The project will be financed by The Vaccine Fund — the financing arm that helps support the immunisation goals of The Global Alliance for Vaccines and Immunisation (GAVI) — and will be led by the Program for Appropriate Technology in Health (PATH), a US-based non-governmental organisation.

"The project will ensure that a safe and effective rotavirus vaccine will be ready for introduction in the developing world within the next five years," says John Wecker, who will lead the project for PATH.

Wecker has previously designed and implemented the developing world HIV-related initiatives of Boehringer Ingelheim's, a German-based pharmaceutical company. At least four rotavirus candidate vaccines are at, or near, clinical trials stage, one of which it is hoped will become a global vaccine.

"This project means an end to 'business as usual' when it comes to introducing new vaccines in poor countries," says Christopher Elias, President of PATH. In the past, vaccine manufacturers have conducted trials and introduced new vaccines into countries where they hoped to get the largest profits, such as Europe and North America. In many cases, the product only becomes available in developing countries 15 or 20 years later.

The PATH project will work with vaccine manufacturers and developing country governments to finance clinical trials in developing countries and accelerate the vaccine's availability to those children who need it the most.

Globally, nearly all children are likely to suffer from rotavirus diarrhoea before the age of five. But in developing countries, where access to health care is limited, its effects are much more severe, and each year it claims about half a million lives, 85 per cent of which are in the world's poorest nations. In countries such as India or Bangladesh, one in every 250 children dies from rotavirus disease.

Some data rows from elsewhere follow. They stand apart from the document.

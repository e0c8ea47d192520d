pub mod auth;
pub mod cliente;
pub mod obra;
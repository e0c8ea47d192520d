//! # Session manager — the single owner of authentication state
//!
//! [`SessionManager`] holds the in-memory session and keeps it in sync with a
//! [`SessionStore`] backend. The store persists one serialized
//! [`SessionRecord`](crate::SessionRecord) under a single key, so the profile
//! and the bearer token are always written and cleared together.
//!
//! Lifecycle: construct with a backend, call [`initialize`](SessionManager::initialize)
//! once on startup, then read state through the accessors. `initialize` sets the
//! `ready` flag exactly once, after the persisted record has been checked;
//! nothing should trust [`is_authenticated`](SessionManager::is_authenticated)
//! before [`is_ready`](SessionManager::is_ready) reports true.
//!
//! A corrupt persisted record (JSON that no longer parses) is treated as "no
//! session": the store is cleared and the manager comes up logged out. Nothing
//! here ever performs a network call.

use std::sync::Mutex;

use crate::models::{SessionRecord, UserProfile};

/// Synchronous key-less storage for the serialized session record.
///
/// Mirrors localStorage semantics: reads and writes complete immediately and
/// failures degrade to "no data". Implementations live in sibling modules
/// ([`crate::memory`], [`crate::local`]).
pub trait SessionStore: Send + Sync {
    fn load(&self) -> Option<String>;
    fn save(&self, raw: &str);
    fn clear(&self);
}

#[derive(Debug, Default)]
struct SessionState {
    record: Option<SessionRecord>,
    ready: bool,
}

/// Owns the current session. Intended to be shared behind an `Arc` and
/// injected into whatever needs it (auth context, API client), never read
/// from ambient globals.
pub struct SessionManager {
    store: Box<dyn SessionStore>,
    state: Mutex<SessionState>,
}

impl SessionManager {
    pub fn new(store: impl SessionStore + 'static) -> Self {
        Self {
            store: Box::new(store),
            state: Mutex::new(SessionState::default()),
        }
    }

    /// Restore the session from the persisted record, then mark the manager
    /// ready. Runs the check at most once; later calls are no-ops.
    pub fn initialize(&self) {
        let mut state = self.lock();
        if state.ready {
            return;
        }
        if let Some(raw) = self.store.load() {
            match serde_json::from_str::<SessionRecord>(&raw) {
                Ok(record) => state.record = Some(record),
                Err(err) => {
                    // Self-heal: a record we cannot parse is the same as none.
                    tracing::warn!("persisted session is corrupt, clearing: {err}");
                    self.store.clear();
                }
            }
        }
        state.ready = true;
    }

    /// True once [`initialize`](Self::initialize) has completed, whatever the
    /// outcome.
    pub fn is_ready(&self) -> bool {
        self.lock().ready
    }

    /// True iff a user profile is currently held in memory.
    pub fn is_authenticated(&self) -> bool {
        self.lock().record.is_some()
    }

    pub fn current_user(&self) -> Option<UserProfile> {
        self.lock().record.as_ref().map(|r| r.user.clone())
    }

    pub fn token(&self) -> Option<String> {
        self.lock().record.as_ref().map(|r| r.token.clone())
    }

    /// Store profile and token as one record and update the in-memory session
    /// in a single synchronous step.
    pub fn login(&self, user: UserProfile, token: String) {
        let record = SessionRecord { user, token };
        match serde_json::to_string(&record) {
            Ok(raw) => self.store.save(&raw),
            Err(err) => tracing::error!("failed to serialize session record: {err}"),
        }
        let mut state = self.lock();
        state.record = Some(record);
        state.ready = true;
    }

    /// Clear the persisted record and the in-memory session. Idempotent: when
    /// no session is held, the store is left untouched, so a burst of 401
    /// responses clears storage exactly once.
    pub fn logout(&self) {
        let mut state = self.lock();
        if state.record.is_none() {
            return;
        }
        state.record = None;
        self.store.clear();
    }

    fn lock(&self) -> std::sync::MutexGuard<'_, SessionState> {
        // Single-threaded UI event loop; a poisoned lock means a panic already
        // happened elsewhere, so propagating the inner state is fine.
        self.state.lock().unwrap_or_else(|e| e.into_inner())
    }
}

#[cfg(test)]
mod tests {
    use super::*;
    use crate::memory::MemoryStore;
    use crate::models::UserRole;

    fn profile() -> UserProfile {
        UserProfile {
            id: 1,
            name: "A".to_string(),
            email: "a@x.com".to_string(),
            role: UserRole::Gestor,
        }
    }

    #[test]
    fn login_then_logout_round_trip() {
        let backing = MemoryStore::new();
        let session = SessionManager::new(backing.clone());
        session.initialize();

        assert!(!session.is_authenticated());

        session.login(profile(), "tok123".to_string());
        assert!(session.is_authenticated());
        assert_eq!(session.token().as_deref(), Some("tok123"));
        assert_eq!(session.current_user().map(|u| u.name), Some("A".to_string()));
        assert!(backing.load().is_some());

        session.logout();
        assert!(!session.is_authenticated());
        assert!(session.token().is_none());
        assert!(backing.load().is_none());
    }

    #[test]
    fn initialize_restores_persisted_record() {
        let backing = MemoryStore::new();
        {
            let session = SessionManager::new(backing.clone());
            session.initialize();
            session.login(profile(), "tok123".to_string());
        }

        // Fresh manager over the same backing store, as after a page reload.
        let session = SessionManager::new(backing.clone());
        assert!(!session.is_ready());
        session.initialize();
        assert!(session.is_ready());
        assert!(session.is_authenticated());
        assert_eq!(session.token().as_deref(), Some("tok123"));
    }

    #[test]
    fn corrupt_record_is_cleared_and_treated_as_logged_out() {
        let backing = MemoryStore::new();
        backing.save("{not json");

        let session = SessionManager::new(backing.clone());
        session.initialize();

        assert!(session.is_ready());
        assert!(!session.is_authenticated());
        assert!(backing.load().is_none(), "corrupt record must be cleared");
    }

    #[test]
    fn ready_is_set_even_when_store_is_empty() {
        let session = SessionManager::new(MemoryStore::new());
        assert!(!session.is_ready());
        session.initialize();
        assert!(session.is_ready());
        assert!(!session.is_authenticated());
    }

    #[test]
    fn logout_clears_storage_exactly_once() {
        let backing = MemoryStore::new();
        let session = SessionManager::new(backing.clone());
        session.initialize();
        session.login(profile(), "tok".to_string());

        session.logout();
        session.logout();
        session.logout();

        assert_eq!(backing.clears(), 1);
    }
}
//! Obra form: construction (CNO required) or renovation (description
//! required), tied to an existing client, with up to ten photo attachments.

use api::{FotoUpload, ObraDetalhe, ObraPayload, TipoObra, MAX_FOTOS};

#[derive(Debug, Clone, PartialEq)]
pub struct ObraForm {
    pub cliente_id: Option<i64>,
    pub nome_obra: String,
    pub tipo: TipoObra,
    pub cno: String,
    pub descricao: String,
    pub endereco_completo: String,
    /// ISO date string (YYYY-MM-DD), as produced by a date input.
    pub data_inicio: String,
    pub previsao_entrega: String,
    pub fotos: Vec<FotoUpload>,
    pub errors: ObraFormErrors,
}

#[derive(Debug, Clone, Default, PartialEq)]
pub struct ObraFormErrors {
    pub cliente_id: Option<String>,
    pub nome_obra: Option<String>,
    /// Error on the active conditional field (CNO or description).
    pub detalhe: Option<String>,
    pub endereco_completo: Option<String>,
    pub data_inicio: Option<String>,
    pub previsao_entrega: Option<String>,
    pub fotos: Option<String>,
}

impl ObraFormErrors {
    pub fn is_clean(&self) -> bool {
        self.cliente_id.is_none()
            && self.nome_obra.is_none()
            && self.detalhe.is_none()
            && self.endereco_completo.is_none()
            && self.data_inicio.is_none()
            && self.previsao_entrega.is_none()
            && self.fotos.is_none()
    }
}

impl Default for ObraForm {
    fn default() -> Self {
        Self {
            cliente_id: None,
            nome_obra: String::new(),
            tipo: TipoObra::Construcao,
            cno: String::new(),
            descricao: String::new(),
            endereco_completo: String::new(),
            data_inicio: String::new(),
            previsao_entrega: String::new(),
            fotos: Vec::new(),
            errors: ObraFormErrors::default(),
        }
    }
}

impl ObraForm {
    pub fn new() -> Self {
        Self::default()
    }

    pub fn set_cliente_id(&mut self, id: Option<i64>) {
        self.cliente_id = id;
        self.errors.cliente_id = None;
    }

    pub fn set_nome_obra(&mut self, value: &str) {
        self.nome_obra = value.to_string();
        self.errors.nome_obra = None;
    }

    pub fn set_cno(&mut self, value: &str) {
        self.cno = value.to_string();
        self.errors.detalhe = None;
    }

    pub fn set_descricao(&mut self, value: &str) {
        self.descricao = value.to_string();
        self.errors.detalhe = None;
    }

    pub fn set_endereco_completo(&mut self, value: &str) {
        self.endereco_completo = value.to_string();
        self.errors.endereco_completo = None;
    }

    pub fn set_data_inicio(&mut self, value: &str) {
        self.data_inicio = value.to_string();
        self.errors.data_inicio = None;
    }

    pub fn set_previsao_entrega(&mut self, value: &str) {
        self.previsao_entrega = value.to_string();
        self.errors.previsao_entrega = None;
    }

    /// Switch obra type, dropping the now-inapplicable conditional field and
    /// every current error.
    pub fn set_tipo(&mut self, tipo: TipoObra) {
        if self.tipo == tipo {
            return;
        }
        self.tipo = tipo;
        self.cno.clear();
        self.descricao.clear();
        self.errors = ObraFormErrors::default();
    }

    /// Attach one selected photo; selections past the cap are rejected with
    /// a field error instead of being silently dropped.
    pub fn add_foto(&mut self, foto: FotoUpload) {
        if self.fotos.len() >= MAX_FOTOS {
            self.errors.fotos = Some(format!("Máximo de {MAX_FOTOS} fotos por obra."));
            return;
        }
        self.fotos.push(foto);
        self.errors.fotos = None;
    }

    pub fn clear_fotos(&mut self) {
        self.fotos.clear();
        self.errors.fotos = None;
    }

    pub fn validate(&self) -> ObraFormErrors {
        let mut errors = ObraFormErrors::default();
        if self.cliente_id.is_none() {
            errors.cliente_id = Some("Selecione o cliente responsável.".to_string());
        }
        if self.nome_obra.trim().is_empty() {
            errors.nome_obra = Some("Nome da obra é obrigatório.".to_string());
        }
        match self.tipo {
            TipoObra::Construcao => {
                if self.cno.trim().len() < 5 {
                    errors.detalhe =
                        Some("CNO é obrigatório para construção (mínimo 5 caracteres).".to_string());
                }
            }
            TipoObra::Reforma => {
                if self.descricao.trim().len() < 10 {
                    errors.detalhe = Some(
                        "Descrição detalhada é obrigatória para reforma (mínimo 10 caracteres)."
                            .to_string(),
                    );
                }
            }
        }
        if self.endereco_completo.trim().is_empty() {
            errors.endereco_completo = Some("Endereço completo é obrigatório.".to_string());
        }
        if self.data_inicio.is_empty() {
            errors.data_inicio = Some("Data de início é obrigatória.".to_string());
        }
        if self.previsao_entrega.is_empty() {
            errors.previsao_entrega = Some("Previsão de entrega é obrigatória.".to_string());
        }
        errors
    }

    pub fn payload(&self) -> Result<ObraPayload, ObraFormErrors> {
        let errors = self.validate();
        // A missing cliente is already a field error, so the returned errors
        // struct is never empty.
        let cliente_id = match self.cliente_id {
            Some(id) if errors.is_clean() => id,
            _ => return Err(errors),
        };
        let detalhe = match self.tipo {
            TipoObra::Construcao => ObraDetalhe::Construcao {
                cno: self.cno.trim().to_string(),
            },
            TipoObra::Reforma => ObraDetalhe::Reforma {
                descricao: self.descricao.trim().to_string(),
            },
        };
        Ok(ObraPayload {
            nome_obra: self.nome_obra.trim().to_string(),
            detalhe,
            cliente_id,
            endereco_completo: self.endereco_completo.trim().to_string(),
            data_inicio: self.data_inicio.clone(),
            previsao_entrega: self.previsao_entrega.clone(),
        })
    }
}

#[cfg(test)]
mod tests {
    use super::*;

    fn filled(tipo: TipoObra) -> ObraForm {
        let mut form = ObraForm::new();
        form.set_tipo(tipo);
        form.set_cliente_id(Some(3));
        form.set_nome_obra("Edifício Central");
        form.set_endereco_completo("Rua A, 1");
        form.set_data_inicio("2026-01-10");
        form.set_previsao_entrega("2027-06-30");
        form
    }

    #[test]
    fn construcao_without_cno_is_rejected_locally() {
        let form = filled(TipoObra::Construcao);
        let errors = form.validate();
        assert!(errors.detalhe.is_some());
        assert!(form.payload().is_err());
    }

    #[test]
    fn switching_to_reforma_with_a_long_description_submits() {
        let mut form = filled(TipoObra::Construcao);
        assert!(form.payload().is_err());

        form.set_tipo(TipoObra::Reforma);
        form.set_descricao("Troca da fachada"); // 16 chars, past the minimum

        let payload = form.payload().unwrap();
        assert_eq!(
            payload.detalhe,
            ObraDetalhe::Reforma {
                descricao: "Troca da fachada".to_string()
            }
        );
    }

    #[test]
    fn short_reforma_description_is_rejected() {
        let mut form = filled(TipoObra::Reforma);
        form.set_descricao("curta");
        assert!(form.validate().detalhe.is_some());
    }

    #[test]
    fn missing_cliente_is_a_field_error() {
        let mut form = filled(TipoObra::Construcao);
        form.set_cno("12345");
        form.set_cliente_id(None);
        assert!(form.validate().cliente_id.is_some());
    }

    #[test]
    fn payload_error_for_missing_cliente_carries_the_field_error() {
        let mut form = filled(TipoObra::Construcao);
        form.set_cno("12345");
        form.set_cliente_id(None);

        let errors = form.payload().unwrap_err();
        assert!(errors.cliente_id.is_some());
        assert!(!errors.is_clean());
    }

    #[test]
    fn toggling_tipo_clears_conditional_fields_and_errors() {
        let mut form = filled(TipoObra::Construcao);
        form.set_cno("12345");
        form.errors = form.validate();

        form.set_tipo(TipoObra::Reforma);
        assert!(form.cno.is_empty());
        assert!(form.errors.is_clean());
    }

    #[test]
    fn photo_attachments_are_capped() {
        let mut form = filled(TipoObra::Construcao);
        let foto = FotoUpload {
            file_name: "a.jpg".to_string(),
            mime: "image/jpeg".to_string(),
            bytes: vec![1, 2, 3],
        };
        for _ in 0..MAX_FOTOS {
            form.add_foto(foto.clone());
        }
        assert_eq!(form.fotos.len(), MAX_FOTOS);
        assert!(form.errors.fotos.is_none());

        form.add_foto(foto);
        assert_eq!(form.fotos.len(), MAX_FOTOS);
        assert!(form.errors.fotos.is_some());
    }
}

The PATH team will include public health experts and partners from the World Health Organisation, the US Centers for Disease Control and Prevention and PATH's own Children's Vaccine Program. Part of their work will be to ensure that developing countries are ready for the new vaccine. For example, surveillance networks to monitor the disease before and after the vaccine is introduced will be set up, and the countries' medical community and policy makers will be educated about the public health benefits of introducing the vaccine.

"Until all children worldwide have reliable access to quality health care, the best way to avoid unnecessary deaths from rotavirus is through a vaccine," says Wecker.